公開日時: 2020年9月4日(金) 12:00
文字数:1,387

 それは友梨香が新入生代表挨拶をする少し前、校長挨拶の辺りまで遡る。

 怜は悩んでいた。

 おそらくだが友梨香はここで野球部に入り乙女白球を目指すのだろう。そうなると当然自分にも話が来るはずだ。

 怜としても野球部に入りたい気持ちはある。

 だが、果たして今の自分でいいのだろうか? 大体、野球を続けるのならば何も逃げるように長崎まで行く必要はなかったのだ。

 都内、または首都圏の名門校にでも入って野球をすればいいだけの話だ。

 実際、中学三年生の秋頃にはいくつかの高校から話は来ていた。東京都予選準優勝ではあったものの、この体躯を買われ誘われていた。

 自分でもそれは感じている。

 女子高生でこの身長に腕と脚の長さ、そして柔軟性のある身体。おかげで中学時代怪我知らずだった。

 でも怜が選んだのは長崎のただの公立高校だった。

 結局彼女はそっちを選んだのだ。

 自分のせいでチームの皆の全国の夢を潰してしまった。そんな自分がチームメイトを差し置いて、強豪校に進んでいいわけがない。仮に彼女らが気にしないと言っても、怜自身が気にしてしまい多分まともにプレイできないはずだ。

 だから――逃げたのだろう。

 それも東京から遠く離れたここまで。

 もちろん両親は反対した。無論、理由は話したが、それはそれこれはこれだと一蹴された。
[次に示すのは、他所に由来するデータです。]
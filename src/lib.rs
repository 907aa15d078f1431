// Nutrition API client - Library root

pub mod auth;
pub mod config;
pub mod error;
pub mod http_client;
pub mod service;

pub use auth::{CredentialStore, RefreshMode, SessionEvent, SessionEvents, TokenRefresher};
pub use error::{ApiError, RefreshError};
pub use http_client::{ApiRequest, AuthHttpClient};
pub use service::{ServiceClient, ServiceKind, ServiceRegistry};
 幸いにも長崎の親戚の家に住むことになったので独り暮らしではないということでようやく許しを得た。

 自分はこのまま普通に3年間を過ごし卒業するのだ。

 普通に友達を作り、放課後にはどこかに寄り道をし、想像つかないが誰かと恋愛をしてみたり、時には喧嘩をしてみたり。夏休みには東京の両親の元へ帰り近況を話し……。

 いや、今もそれでいいんだ。

 それが自分のやらかした責任の埋め合わせだ。

 友梨香とは普通に友人としてでいいではないか。彼女が試合に出る時にはスタンドから応援する。それもいい青春だ。なんならマネージャーもありかもしれないな。

 ともかく、もう自分が選手として場に立つことは誰でもない自分自身が許してくれないだろう。
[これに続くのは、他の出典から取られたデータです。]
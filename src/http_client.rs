use anyhow::Context;
use reqwest::header::{HeaderMap, HeaderName, HeaderValue, AUTHORIZATION};
use reqwest::{Client, Method, Request, Response, StatusCode, Url};
use serde_json::Value;
use std::sync::Arc;
use std::time::Duration;

use crate::auth::{CredentialStore, SessionEvents, TerminationReason, TokenRefresher};
use crate::config::Config;
use crate::error::{ApiError, RefreshError, Result};

/// Retries allowed per logical request after an authorization failure
pub const MAX_AUTH_RETRIES: u32 = 1;

/// Attempt number of a logical request, starting at 1
#[derive(Debug, Clone, Copy, PartialEq, Eq)]
pub struct Attempt(u32);

impl Attempt {
    pub const FIRST: Attempt = Attempt(1);

    pub fn number(self) -> u32 {
        self.0
    }

    pub fn is_retry(self) -> bool {
        self.0 > 1
    }

    /// Whether an authorization failure on this attempt may be retried
    pub fn can_retry(self) -> bool {
        self.0 <= MAX_AUTH_RETRIES
    }

    pub fn next(self) -> Attempt {
        Attempt(self.0 + 1)
    }
}

/// Immutable description of an outbound request
///
/// The same descriptor is replayed verbatim when a request is retried.
#[derive(Debug, Clone)]
pub struct ApiRequest {
    method: Method,
    path: String,
    query: Vec<(String, String)>,
    headers: HeaderMap,
    body: Option<Value>,
}

impl ApiRequest {
    pub fn new(method: Method, path: impl Into<String>) -> Self {
        Self {
            method,
            path: path.into(),
            query: Vec::new(),
            headers: HeaderMap::new(),
            body: None,
        }
    }

    pub fn get(path: impl Into<String>) -> Self {
        Self::new(Method::GET, path)
    }

    pub fn post(path: impl Into<String>) -> Self {
        Self::new(Method::POST, path)
    }

    pub fn put(path: impl Into<String>) -> Self {
        Self::new(Method::PUT, path)
    }

    pub fn patch(path: impl Into<String>) -> Self {
        Self::new(Method::PATCH, path)
    }

    pub fn delete(path: impl Into<String>) -> Self {
        Self::new(Method::DELETE, path)
    }

    pub fn with_query(mut self, key: impl Into<String>, value: impl Into<String>) -> Self {
        self.query.push((key.into(), value.into()));
        self
    }

    pub fn with_header(mut self, name: HeaderName, value: HeaderValue) -> Self {
        self.headers.insert(name, value);
        self
    }

    /// Attach an opaque JSON body
    pub fn with_json(mut self, body: Value) -> Self {
        self.body = Some(body);
        self
    }

    pub fn method(&self) -> &Method {
        &self.method
    }

    pub fn path(&self) -> &str {
        &self.path
    }

    pub fn query(&self) -> &[(String, String)] {
        &self.query
    }

    pub fn body(&self) -> Option<&Value> {
        self.body.as_ref()
    }

    /// Build one concrete attempt of this request against `url`
    fn build(&self, client: &Client, url: &Url) -> Result<Request> {
        let mut builder = client
            .request(self.method.clone(), url.clone())
            .headers(self.headers.clone());

        if !self.query.is_empty() {
            builder = builder.query(&self.query);
        }

        if let Some(ref body) = self.body {
            builder = builder.json(body);
        }

        builder
            .build()
            .map_err(|e| ApiError::InvalidRequest(e.to_string()))
    }
}

/// Join a request path onto a service base URL
///
/// Absolute `http(s)://` paths bypass the base URL.
pub fn resolve_url(base_url: &str, path: &str) -> Result<Url> {
    let joined = if path.starts_with("http://") || path.starts_with("https://") {
        path.to_string()
    } else if path.is_empty() {
        base_url.to_string()
    } else {
        format!(
            "{}/{}",
            base_url.trim_end_matches('/'),
            path.trim_start_matches('/')
        )
    };

    Url::parse(&joined).map_err(|e| ApiError::InvalidRequest(format!("{}: {}", joined, e)))
}

/// Attach `Authorization: Bearer <token>` when a token is present
pub fn authenticate(request: &mut Request, access_token: Option<&str>) {
    let Some(token) = access_token else {
        return;
    };

    match HeaderValue::from_str(&format!("Bearer {}", token)) {
        Ok(mut value) => {
            value.set_sensitive(true);
            request.headers_mut().insert(AUTHORIZATION, value);
        }
        Err(_) => {
            tracing::warn!("Access token is not a valid header value, sending unauthenticated");
        }
    }
}

/// HTTP client that authenticates every request and recovers from an
/// expired access token by refreshing it and replaying the request once
pub struct AuthHttpClient {
    /// Shared HTTP client with connection pooling
    client: Client,

    /// Shared credential store
    store: Arc<CredentialStore>,

    /// Token renewal
    refresher: Arc<TokenRefresher>,

    /// Session termination broadcast
    events: SessionEvents,
}

impl AuthHttpClient {
    pub fn new(
        client: Client,
        store: Arc<CredentialStore>,
        refresher: Arc<TokenRefresher>,
        events: SessionEvents,
    ) -> Self {
        Self {
            client,
            store,
            refresher,
            events,
        }
    }

    /// Create a client with pooling and timeouts from configuration
    pub fn from_config(
        config: &Config,
        store: Arc<CredentialStore>,
        events: SessionEvents,
    ) -> anyhow::Result<Self> {
        let client = Client::builder()
            .pool_max_idle_per_host(config.http_max_connections)
            .connect_timeout(Duration::from_secs(config.http_connect_timeout))
            .timeout(Duration::from_secs(config.http_request_timeout))
            .build()
            .context("Failed to create HTTP client")?;

        let refresher = Arc::new(TokenRefresher::new(
            client.clone(),
            config.refresh_url(),
            store.clone(),
            config.refresh_mode,
        ));

        Ok(Self::new(client, store, refresher, events))
    }

    pub fn store(&self) -> &Arc<CredentialStore> {
        &self.store
    }

    pub fn refresher(&self) -> &Arc<TokenRefresher> {
        &self.refresher
    }

    pub fn events(&self) -> &SessionEvents {
        &self.events
    }

    /// Send `request` relative to `base_url`
    ///
    /// Handles:
    /// - 2xx: returned unchanged
    /// - 401 on the first attempt: refreshes the token and replays once
    /// - 401 on the replay: `ApiError::Unauthorized`
    /// - anything else: `ApiError::Status`, never retried
    pub async fn send(&self, base_url: &str, request: &ApiRequest) -> Result<Response> {
        let url = resolve_url(base_url, request.path())?;
        let request_id = uuid::Uuid::new_v4().to_string()[..8].to_string();
        let method = request.method().clone();

        let mut attempt = Attempt::FIRST;
        let mut token = self.store.access_token().await;

        loop {
            let mut req = request.build(&self.client, &url)?;
            authenticate(&mut req, token.as_deref());

            tracing::debug!(
                request_id = %request_id,
                method = %method,
                url = %url,
                attempt = attempt.number(),
                authenticated = token.is_some(),
                "Sending HTTP request"
            );

            let response = self.client.execute(req).await.map_err(|e| {
                let err = ApiError::from_transport(&e);
                tracing::warn!(
                    request_id = %request_id,
                    url = %url,
                    error = %err,
                    "HTTP request error"
                );
                err
            })?;

            let status = response.status();

            if status.is_success() {
                tracing::debug!(request_id = %request_id, status = %status, "Request successful");
                return Ok(response);
            }

            let error_text = response.text().await.unwrap_or_default();

            if status != StatusCode::UNAUTHORIZED {
                tracing::warn!(
                    request_id = %request_id,
                    status = status.as_u16(),
                    url = %url,
                    "HTTP request failed with error response"
                );
                return Err(ApiError::Status {
                    status: status.as_u16(),
                    message: error_text,
                });
            }

            let auth_error = ApiError::Unauthorized {
                status: status.as_u16(),
                message: error_text,
            };

            if !attempt.can_retry() {
                tracing::warn!(
                    request_id = %request_id,
                    attempt = attempt.number(),
                    "Still unauthorized after token refresh"
                );
                return Err(auth_error);
            }

            tracing::warn!(
                request_id = %request_id,
                "Received 401, refreshing token and retrying..."
            );

            match self.refresher.refresh_after_rejection(token.as_deref()).await {
                Ok(new_token) => {
                    token = Some(new_token);
                    attempt = attempt.next();
                }
                Err(e) => {
                    tracing::error!(request_id = %request_id, error = %e, "Token refresh failed");
                    self.terminate_session(e).await;
                    return Err(auth_error);
                }
            }
        }
    }

    /// End the session on explicit logout
    pub async fn logout(&self) {
        self.store.clear().await;
        self.events.terminated(TerminationReason::LoggedOut);
    }

    async fn terminate_session(&self, cause: RefreshError) {
        self.store.clear().await;
        self.events.terminated(TerminationReason::RefreshFailed(cause));
    }
}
「続いて、新入生代表挨拶。新入生代表は、B組の渡辺友梨香さんです」

 司会の教師の言葉に友梨香がそういえばそうだったと緊張感を感じさせない顔で立ち上がる。

 驚いた。新入生代表挨拶といえば入試成績がトップの生徒が行うと聞いていたがまさか彼女とは……。

 野球も天才的でおまけに頭もいいとは……。月並みだが、天は二物を与えずというのは真っ赤な嘘ではないか。

 このときばかりは神様恨むぞ。

 友梨香は雰囲気だけは真面目に壇上へと進む。そして、こちらに向かって一礼。制服のポケットから三つ折りにした原稿用紙を取り出すとパラパラと広げる。

 ざっと端から端まで目を走らせ、少し顔をしかめる。

 はぁ、と小さくため息を吐くと、


「あー新入生代表挨拶」


 そのやる気を感じさせない口調に周囲がざわつく。


「あの子が本当にトップ合格者なの?」


 なんて声がどこからか聞こえてくる。


「えー本日は私たち新入生のために……」


 ここで彼女の挨拶が止まった。先ほど以上にざわつく場内。周囲の教師も互いの顔を見合わせている。

 一体どうしたんだ?

 怜も不安になる。友梨香の胆力ならばこれぐらいどうってことはないはずだが……。直接の付き合いはないにしてもそれぐらいは怜にもわかる。


「なあ? こんなふっつーの挨拶全然面白くないわな」


 そう言って友梨香は持っていた原稿を縦に引き裂いた。